* [WHAT YOU ARE ASKED TO DO]:
The job is to find each line in the entries holding the string "crate" and copy that line.

* [RAW DATA]:

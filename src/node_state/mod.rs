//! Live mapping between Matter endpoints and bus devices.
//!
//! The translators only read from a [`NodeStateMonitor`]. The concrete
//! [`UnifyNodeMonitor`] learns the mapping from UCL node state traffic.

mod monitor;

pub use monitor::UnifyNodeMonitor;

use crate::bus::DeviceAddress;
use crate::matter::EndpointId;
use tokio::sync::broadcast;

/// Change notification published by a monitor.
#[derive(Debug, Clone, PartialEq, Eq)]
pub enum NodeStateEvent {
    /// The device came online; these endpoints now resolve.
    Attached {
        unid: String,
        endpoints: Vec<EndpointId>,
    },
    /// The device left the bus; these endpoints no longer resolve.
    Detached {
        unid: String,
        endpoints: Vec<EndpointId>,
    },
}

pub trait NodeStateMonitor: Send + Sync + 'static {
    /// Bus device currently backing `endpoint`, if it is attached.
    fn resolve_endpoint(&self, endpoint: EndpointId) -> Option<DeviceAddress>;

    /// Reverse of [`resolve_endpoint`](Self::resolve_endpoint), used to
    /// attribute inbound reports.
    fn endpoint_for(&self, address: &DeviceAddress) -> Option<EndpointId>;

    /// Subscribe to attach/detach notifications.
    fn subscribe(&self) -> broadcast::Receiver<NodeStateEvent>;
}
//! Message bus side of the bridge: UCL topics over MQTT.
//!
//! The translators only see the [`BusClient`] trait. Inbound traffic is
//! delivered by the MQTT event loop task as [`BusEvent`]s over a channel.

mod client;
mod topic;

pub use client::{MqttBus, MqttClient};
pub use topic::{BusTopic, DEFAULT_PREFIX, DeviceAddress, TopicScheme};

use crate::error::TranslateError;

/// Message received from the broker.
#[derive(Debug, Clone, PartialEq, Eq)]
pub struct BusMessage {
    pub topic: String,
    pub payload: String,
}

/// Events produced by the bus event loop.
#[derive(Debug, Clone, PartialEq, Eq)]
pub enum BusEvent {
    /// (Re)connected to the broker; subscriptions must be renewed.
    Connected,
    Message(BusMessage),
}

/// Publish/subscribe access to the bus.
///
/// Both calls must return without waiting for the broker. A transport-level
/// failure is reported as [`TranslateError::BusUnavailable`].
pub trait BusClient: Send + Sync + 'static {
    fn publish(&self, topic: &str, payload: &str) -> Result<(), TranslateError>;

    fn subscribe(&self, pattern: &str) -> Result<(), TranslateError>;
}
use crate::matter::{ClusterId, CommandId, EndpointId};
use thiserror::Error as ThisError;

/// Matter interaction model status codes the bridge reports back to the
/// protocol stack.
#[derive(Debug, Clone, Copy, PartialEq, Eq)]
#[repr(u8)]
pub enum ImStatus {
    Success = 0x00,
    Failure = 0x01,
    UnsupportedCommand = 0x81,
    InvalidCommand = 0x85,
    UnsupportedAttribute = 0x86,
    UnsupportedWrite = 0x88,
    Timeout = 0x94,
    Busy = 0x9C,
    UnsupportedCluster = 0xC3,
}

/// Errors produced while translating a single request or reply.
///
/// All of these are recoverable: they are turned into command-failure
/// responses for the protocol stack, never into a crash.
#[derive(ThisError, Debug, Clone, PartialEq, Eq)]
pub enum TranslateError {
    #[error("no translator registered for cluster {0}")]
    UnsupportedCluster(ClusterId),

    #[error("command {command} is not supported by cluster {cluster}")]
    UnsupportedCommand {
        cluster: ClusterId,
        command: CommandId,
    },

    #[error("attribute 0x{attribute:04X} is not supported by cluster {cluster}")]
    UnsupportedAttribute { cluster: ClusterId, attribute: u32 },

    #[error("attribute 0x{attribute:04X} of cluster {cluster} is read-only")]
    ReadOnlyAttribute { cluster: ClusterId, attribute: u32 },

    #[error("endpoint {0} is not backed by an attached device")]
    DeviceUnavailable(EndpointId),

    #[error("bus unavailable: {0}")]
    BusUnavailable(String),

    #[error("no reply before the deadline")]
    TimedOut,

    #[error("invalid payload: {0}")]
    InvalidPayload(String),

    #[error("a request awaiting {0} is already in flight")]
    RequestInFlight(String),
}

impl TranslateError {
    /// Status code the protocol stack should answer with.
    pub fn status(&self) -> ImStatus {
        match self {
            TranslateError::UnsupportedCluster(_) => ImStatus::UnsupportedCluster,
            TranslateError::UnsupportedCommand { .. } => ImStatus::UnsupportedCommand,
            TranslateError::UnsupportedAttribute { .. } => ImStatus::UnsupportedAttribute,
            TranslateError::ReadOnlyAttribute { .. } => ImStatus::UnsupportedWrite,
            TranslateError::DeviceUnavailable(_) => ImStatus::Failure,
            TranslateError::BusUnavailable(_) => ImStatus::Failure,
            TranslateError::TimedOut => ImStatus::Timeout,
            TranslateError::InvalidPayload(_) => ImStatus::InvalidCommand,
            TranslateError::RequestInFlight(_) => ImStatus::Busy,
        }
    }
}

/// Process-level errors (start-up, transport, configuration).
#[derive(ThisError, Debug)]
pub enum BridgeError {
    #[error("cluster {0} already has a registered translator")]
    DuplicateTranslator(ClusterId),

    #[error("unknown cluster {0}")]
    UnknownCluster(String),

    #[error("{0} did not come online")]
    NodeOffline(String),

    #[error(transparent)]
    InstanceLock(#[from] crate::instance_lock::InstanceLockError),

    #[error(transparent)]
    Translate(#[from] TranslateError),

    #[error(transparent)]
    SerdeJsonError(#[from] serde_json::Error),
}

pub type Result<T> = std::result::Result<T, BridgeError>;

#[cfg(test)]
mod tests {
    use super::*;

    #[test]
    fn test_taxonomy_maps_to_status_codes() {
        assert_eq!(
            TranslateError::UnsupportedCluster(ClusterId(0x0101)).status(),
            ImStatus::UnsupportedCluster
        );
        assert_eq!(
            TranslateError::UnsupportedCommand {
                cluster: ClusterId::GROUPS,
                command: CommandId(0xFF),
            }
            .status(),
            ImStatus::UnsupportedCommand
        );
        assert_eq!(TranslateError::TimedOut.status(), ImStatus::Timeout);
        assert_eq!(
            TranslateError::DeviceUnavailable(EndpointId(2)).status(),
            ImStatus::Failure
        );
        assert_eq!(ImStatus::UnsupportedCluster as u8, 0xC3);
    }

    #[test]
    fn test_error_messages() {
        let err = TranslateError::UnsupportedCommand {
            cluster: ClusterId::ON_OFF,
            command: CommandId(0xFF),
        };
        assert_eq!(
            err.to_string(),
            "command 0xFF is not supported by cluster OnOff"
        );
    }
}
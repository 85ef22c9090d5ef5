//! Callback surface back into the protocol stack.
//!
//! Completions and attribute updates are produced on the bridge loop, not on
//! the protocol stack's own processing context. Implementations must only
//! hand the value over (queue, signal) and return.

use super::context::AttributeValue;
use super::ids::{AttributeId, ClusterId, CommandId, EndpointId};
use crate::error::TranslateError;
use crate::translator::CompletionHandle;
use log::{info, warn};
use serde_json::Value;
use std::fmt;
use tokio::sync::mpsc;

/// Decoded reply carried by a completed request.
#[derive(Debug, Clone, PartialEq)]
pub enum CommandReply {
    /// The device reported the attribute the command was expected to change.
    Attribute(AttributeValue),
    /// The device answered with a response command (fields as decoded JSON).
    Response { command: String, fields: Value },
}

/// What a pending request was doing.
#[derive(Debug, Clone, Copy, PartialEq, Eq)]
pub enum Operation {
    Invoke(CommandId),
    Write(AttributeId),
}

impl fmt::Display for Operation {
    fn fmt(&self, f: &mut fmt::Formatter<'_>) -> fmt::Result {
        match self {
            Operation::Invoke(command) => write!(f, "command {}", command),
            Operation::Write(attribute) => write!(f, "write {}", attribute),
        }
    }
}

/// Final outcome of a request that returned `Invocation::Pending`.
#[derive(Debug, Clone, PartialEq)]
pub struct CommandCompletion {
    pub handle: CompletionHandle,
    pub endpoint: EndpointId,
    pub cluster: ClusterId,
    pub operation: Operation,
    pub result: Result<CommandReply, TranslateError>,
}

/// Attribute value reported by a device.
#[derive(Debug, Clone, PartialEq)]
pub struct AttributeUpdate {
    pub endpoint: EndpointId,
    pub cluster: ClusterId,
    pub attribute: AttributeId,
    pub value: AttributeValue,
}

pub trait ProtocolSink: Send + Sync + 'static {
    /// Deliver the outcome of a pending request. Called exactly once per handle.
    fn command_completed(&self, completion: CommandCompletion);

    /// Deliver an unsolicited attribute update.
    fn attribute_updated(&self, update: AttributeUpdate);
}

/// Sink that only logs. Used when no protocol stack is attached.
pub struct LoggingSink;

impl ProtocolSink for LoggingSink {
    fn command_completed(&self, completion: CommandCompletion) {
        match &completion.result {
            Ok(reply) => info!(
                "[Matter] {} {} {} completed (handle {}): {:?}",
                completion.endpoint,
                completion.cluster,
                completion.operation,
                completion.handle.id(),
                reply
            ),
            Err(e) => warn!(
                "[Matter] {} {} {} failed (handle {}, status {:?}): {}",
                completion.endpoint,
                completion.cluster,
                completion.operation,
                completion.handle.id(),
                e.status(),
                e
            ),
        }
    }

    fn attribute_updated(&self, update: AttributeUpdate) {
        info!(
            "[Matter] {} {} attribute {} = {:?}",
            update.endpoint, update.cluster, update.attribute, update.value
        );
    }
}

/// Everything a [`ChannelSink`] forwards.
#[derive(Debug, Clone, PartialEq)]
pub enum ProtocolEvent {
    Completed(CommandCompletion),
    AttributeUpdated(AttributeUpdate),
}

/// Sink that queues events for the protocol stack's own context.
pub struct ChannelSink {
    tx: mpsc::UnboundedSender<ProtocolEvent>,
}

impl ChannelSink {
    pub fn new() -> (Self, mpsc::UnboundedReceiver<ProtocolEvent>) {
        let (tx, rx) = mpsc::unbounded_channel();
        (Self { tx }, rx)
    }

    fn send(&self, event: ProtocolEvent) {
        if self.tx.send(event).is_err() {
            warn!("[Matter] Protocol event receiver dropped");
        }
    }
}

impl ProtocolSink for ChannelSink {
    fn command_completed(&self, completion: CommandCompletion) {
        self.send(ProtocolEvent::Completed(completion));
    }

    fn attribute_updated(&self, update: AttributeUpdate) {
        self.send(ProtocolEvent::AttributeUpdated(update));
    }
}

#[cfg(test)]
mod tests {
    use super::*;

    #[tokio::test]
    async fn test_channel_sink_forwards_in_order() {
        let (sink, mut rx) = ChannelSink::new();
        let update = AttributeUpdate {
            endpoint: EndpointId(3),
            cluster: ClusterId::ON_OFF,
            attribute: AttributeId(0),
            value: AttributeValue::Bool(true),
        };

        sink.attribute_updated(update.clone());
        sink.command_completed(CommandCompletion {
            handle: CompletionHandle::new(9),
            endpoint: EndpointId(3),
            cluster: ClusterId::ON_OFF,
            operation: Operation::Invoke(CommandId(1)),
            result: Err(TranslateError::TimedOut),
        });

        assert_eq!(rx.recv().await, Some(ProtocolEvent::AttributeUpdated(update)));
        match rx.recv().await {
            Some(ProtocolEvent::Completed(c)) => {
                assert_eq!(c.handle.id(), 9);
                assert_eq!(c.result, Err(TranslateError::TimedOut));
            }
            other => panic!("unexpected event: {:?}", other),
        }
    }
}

* [TASK RESPONSE]:
use crate::bus::DeviceAddress;
use crate::matter::EndpointId;
use crate::error::TranslateError;
use crate::matter::{ClusterId, CommandId, EndpointId};
    InstanceLock(#[from] crate::instance_lock::InstanceLockError),
use crate::error::TranslateError;
use crate::translator::CompletionHandle;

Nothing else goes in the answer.